Stored items:
-=-=-=-=-

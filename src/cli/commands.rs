//! Command dispatch
//!
//! Loads settings and credentials once, wires the service container and
//! renders service results on the terminal.

use std::io::{self, Write};
use std::path::{Path, PathBuf};
use std::sync::Arc;

use clap::CommandFactory;
use tracing::{debug, instrument};

use crate::application::services::{BatchEntry, BatchSummary, CredentialLoader, ReportService};
use crate::cli::args::{Cli, Commands, ConfigCommands};
use crate::cli::output;
use crate::cli::{CliError, CliResult};
use crate::config::{global_config_path, Settings};
use crate::domain::{optional, AdminRecord, ProvisionOutcome};
use crate::infrastructure::di::ServiceContainer;
use crate::infrastructure::traits::RealFileSystem;
use crate::infrastructure::InfraError;

pub const PROMPT_CSV_PATH: &str = "Enter the full path to the CSV file:";

pub fn execute_command(cli: &Cli) -> CliResult<()> {
    match &cli.command {
        Some(Commands::Create) => {
            let container = build_container(cli)?;
            run_create(&container)
        }
        Some(Commands::BulkCreate { csv }) => {
            let container = build_container(cli)?;
            run_bulk_create(&container, csv.as_deref())
        }
        Some(Commands::Report { output }) => {
            let container = build_container(cli)?;
            run_report(&container, output.as_deref())
        }
        Some(Commands::Config { command }) => run_config(cli, command),
        Some(Commands::Completion { shell }) => {
            let mut cmd = Cli::command();
            let name = cmd.get_name().to_string();
            clap_complete::generate(*shell, &mut cmd, name, &mut io::stdout());
            Ok(())
        }
        None => Err(CliError::Usage(
            "no command given (try --help)".to_string(),
        )),
    }
}

/// Settings with the `--credentials` override applied.
fn load_settings(cli: &Cli) -> CliResult<Settings> {
    let mut settings = Settings::load()?;
    if let Some(path) = &cli.credentials {
        settings.credentials_file = path.clone();
    }
    Ok(settings)
}

/// Credentials are loaded here, before any remote call; failures abort the command.
fn build_container(cli: &Cli) -> CliResult<ServiceContainer> {
    let settings = load_settings(cli)?;
    let loader = CredentialLoader::new(Arc::new(RealFileSystem));
    let credentials = loader.load(&settings.credentials_file)?;
    debug!("credentials: {:?}", credentials);
    Ok(ServiceContainer::new(settings, credentials)?)
}

#[instrument(skip(container))]
pub fn run_create(container: &ServiceContainer) -> CliResult<()> {
    let attempts = container.interactive().run(print_outcome)?;
    debug!("interactive session finished after {} attempts", attempts);
    Ok(())
}

#[instrument(skip(container))]
pub fn run_bulk_create(container: &ServiceContainer, csv: Option<&Path>) -> CliResult<()> {
    let csv = match csv {
        Some(path) => path.to_path_buf(),
        None => prompt_csv_path(container)?,
    };

    output::header(&format!("Creating admins from {}", csv.display()));
    let summary = container.batch().run_file(&csv, |entry| match entry {
        BatchEntry::Provisioned {
            row,
            record,
            outcome,
        } => {
            output::detail(&format!("row {row}:"));
            print_outcome(record, outcome);
        }
        BatchEntry::Skipped { error, .. } => output::failure(&format!("Skipped {error}")),
    })?;
    print_summary(&summary);
    Ok(())
}

fn prompt_csv_path(container: &ServiceContainer) -> CliResult<PathBuf> {
    let answer = container
        .prompter
        .ask(PROMPT_CSV_PATH)
        .map_err(|e| InfraError::io("read CSV path", e))?;
    optional(answer.as_deref())
        .map(PathBuf::from)
        .ok_or_else(|| CliError::Usage("no CSV file given".to_string()))
}

#[instrument(skip(container))]
pub fn run_report(container: &ServiceContainer, output_file: Option<&Path>) -> CliResult<()> {
    output::status("Report of all users and associated phones:");
    let rows = container.reporter().rows()?;

    match output_file {
        Some(path) => {
            let file = container
                .fs
                .create(path)
                .map_err(|e| InfraError::io(format!("create {}", path.display()), e))?;
            ReportService::write_csv(&rows, file)?;
            output::status(&format!("Wrote {} rows to {}", rows.len(), path.display()));
        }
        None => {
            let stdout = io::stdout();
            let mut lock = stdout.lock();
            ReportService::write_csv(&rows, &mut lock)?;
            lock.flush().map_err(|e| InfraError::io("flush stdout", e))?;
        }
    }
    Ok(())
}

fn run_config(cli: &Cli, command: &ConfigCommands) -> CliResult<()> {
    match command {
        ConfigCommands::Show => {
            let settings = load_settings(cli)?;
            output::info(&settings.to_toml()?);
        }
        ConfigCommands::Template => output::info(&Settings::template()),
        ConfigCommands::Path => {
            let settings = load_settings(cli)?;
            match global_config_path() {
                Some(path) => output::info(&format!("config:      {}", path.display())),
                None => output::warning("cannot determine config directory"),
            }
            output::info(&format!(
                "credentials: {}",
                settings.credentials_file.display()
            ));
        }
    }
    Ok(())
}

/// One outcome line naming the record and, where present, the admin id.
fn print_outcome(record: &AdminRecord, outcome: &ProvisionOutcome) {
    match outcome {
        ProvisionOutcome::Created(admin_id) => output::success(&format!(
            "Created admin {} <{}> with role {}; activation email sent (admin_id: {})",
            record.name, record.email, record.role, admin_id
        )),
        ProvisionOutcome::CreateFailed { reason } => output::failure(&format!(
            "Error creating admin {} <{}>: {}",
            record.name, record.email, reason
        )),
        ProvisionOutcome::ActivationFailed { admin_id, reason } => output::attention(&format!(
            "Created admin {} <{}> (admin_id: {}) but activation email failed: {}",
            record.name, record.email, admin_id, reason
        )),
    }
}

fn print_summary(summary: &BatchSummary) {
    output::header(&format!("Processed {} rows", summary.total()));
    output::detail(&format!("created:           {}", summary.created));
    output::detail(&format!("create failed:     {}", summary.create_failed));
    output::detail(&format!("activation failed: {}", summary.activation_failed));
    output::detail(&format!("skipped:           {}", summary.skipped));
    if summary.activation_failed > 0 {
        output::warning("some admins exist without an activation email; resend manually");
    }
}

-=-=-=-=-

Exercise instructions:
A verbatim repeat of all the entries above is the required answer.

Answer section:
filename src/cli/commands.rs
//! Command dispatch
//!
//! Loads settings and credentials once, wires the service container and
//! renders service results on the terminal.

use std::io::{self, Write};
use std::path::{Path, PathBuf};
use std::sync::Arc;

use clap::CommandFactory;
use tracing::{debug, instrument};

use crate::application::services::{BatchEntry, BatchSummary, CredentialLoader, ReportService};
use crate::cli::args::{Cli, Commands, ConfigCommands};
use crate::cli::output;
use crate::cli::{CliError, CliResult};
use crate::config::{global_config_path, Settings};
use crate::domain::{optional, AdminRecord, ProvisionOutcome};
use crate::infrastructure::di::ServiceContainer;
use crate::infrastructure::traits::RealFileSystem;
use crate::infrastructure::InfraError;

pub const PROMPT_CSV_PATH: &str = "Enter the full path to the CSV file:";

pub fn execute_command(cli: &Cli) -> CliResult<()> {
    match &cli.command {
        Some(Commands::Create) => {
            let container = build_container(cli)?;
            run_create(&container)
        }
        Some(Commands::BulkCreate { csv }) => {
            let container = build_container(cli)?;
            run_bulk_create(&container, csv.as_deref())
        }
        Some(Commands::Report { output }) => {
            let container = build_container(cli)?;
            run_report(&container, output.as_deref())
        }
        Some(Commands::Config { command }) => run_config(cli, command),
        Some(Commands::Completion { shell }) => {
            let mut cmd = Cli::command();
            let name = cmd.get_name().to_string();
            clap_complete::generate(*shell, &mut cmd, name, &mut io::stdout());
            Ok(())
        }
        None => Err(CliError::Usage(
            "no command given (try --help)".to_string(),
        )),
    }
}

/// Settings with the `--credentials` override applied.
fn load_settings(cli: &Cli) -> CliResult<Settings> {
    let mut settings = Settings::load()?;
    if let Some(path) = &cli.credentials {
        settings.credentials_file = path.clone();
    }
    Ok(settings)
}

/// Credentials are loaded here, before any remote call; failures abort the command.
fn build_container(cli: &Cli) -> CliResult<ServiceContainer> {
    let settings = load_settings(cli)?;
    let loader = CredentialLoader::new(Arc::new(RealFileSystem));
    let credentials = loader.load(&settings.credentials_file)?;
    debug!("credentials: {:?}", credentials);
    Ok(ServiceContainer::new(settings, credentials)?)
}

#[instrument(skip(container))]
pub fn run_create(container: &ServiceContainer) -> CliResult<()> {
    let attempts = container.interactive().run(print_outcome)?;
    debug!("interactive session finished after {} attempts", attempts);
    Ok(())
}

#[instrument(skip(container))]
pub fn run_bulk_create(container: &ServiceContainer, csv: Option<&Path>) -> CliResult<()> {
    let csv = match csv {
        Some(path) => path.to_path_buf(),
        None => prompt_csv_path(container)?,
    };

    output::header(&format!("Creating admins from {}", csv.display()));
    let summary = container.batch().run_file(&csv, |entry| match entry {
        BatchEntry::Provisioned {
            row,
            record,
            outcome,
        } => {
            output::detail(&format!("row {row}:"));
            print_outcome(record, outcome);
        }
        BatchEntry::Skipped { error, .. } => output::failure(&format!("Skipped {error}")),
    })?;
    print_summary(&summary);
    Ok(())
}

fn prompt_csv_path(container: &ServiceContainer) -> CliResult<PathBuf> {
    let answer = container
        .prompter
        .ask(PROMPT_CSV_PATH)
        .map_err(|e| InfraError::io("read CSV path", e))?;
    optional(answer.as_deref())
        .map(PathBuf::from)
        .ok_or_else(|| CliError::Usage("no CSV file given".to_string()))
}

#[instrument(skip(container))]
pub fn run_report(container: &ServiceContainer, output_file: Option<&Path>) -> CliResult<()> {
    output::status("Report of all users and associated phones:");
    let rows = container.reporter().rows()?;

    match output_file {
        Some(path) => {
            let file = container
                .fs
                .create(path)
                .map_err(|e| InfraError::io(format!("create {}", path.display()), e))?;
            ReportService::write_csv(&rows, file)?;
            output::status(&format!("Wrote {} rows to {}", rows.len(), path.display()));
        }
        None => {
            let stdout = io::stdout();
            let mut lock = stdout.lock();
            ReportService::write_csv(&rows, &mut lock)?;
            lock.flush().map_err(|e| InfraError::io("flush stdout", e))?;
        }
    }
    Ok(())
}

fn run_config(cli: &Cli, command: &ConfigCommands) -> CliResult<()> {
    match command {
        ConfigCommands::Show => {
            let settings = load_settings(cli)?;
            output::info(&settings.to_toml()?);
        }
        ConfigCommands::Template => output::info(&Settings::template()),
        ConfigCommands::Path => {
            let settings = load_settings(cli)?;
            match global_config_path() {
                Some(path) => output::info(&format!("config:      {}", path.display())),
                None => output::warning("cannot determine config directory"),
            }
            output::info(&format!(
                "credentials: {}",
                settings.credentials_file.display()
            ));
        }
    }
    Ok(())
}

/// One outcome line naming the record and, where present, the admin id.
fn print_outcome(record: &AdminRecord, outcome: &ProvisionOutcome) {
    match outcome {
        ProvisionOutcome::Created(admin_id) => output::success(&format!(
            "Created admin {} <{}> with role {}; activation email sent (admin_id: {})",
            record.name, record.email, record.role, admin_id
        )),
        ProvisionOutcome::CreateFailed { reason } => output::failure(&format!(
            "Error creating admin {} <{}>: {}",
            record.name, record.email, reason
        )),
        ProvisionOutcome::ActivationFailed { admin_id, reason } => output::attention(&format!(
            "Created admin {} <{}> (admin_id: {}) but activation email failed: {}",
            record.name, record.email, admin_id, reason
        )),
    }
}

fn print_summary(summary: &BatchSummary) {
    output::header(&format!("Processed {} rows", summary.total()));
    output::detail(&format!("created:           {}", summary.created));
    output::detail(&format!("create failed:     {}", summary.create_failed));
    output::detail(&format!("activation failed: {}", summary.activation_failed));
    output::detail(&format!("skipped:           {}", summary.skipped));
    if summary.activation_failed > 0 {
        output::warning("some admins exist without an activation email; resend manually");
    }
}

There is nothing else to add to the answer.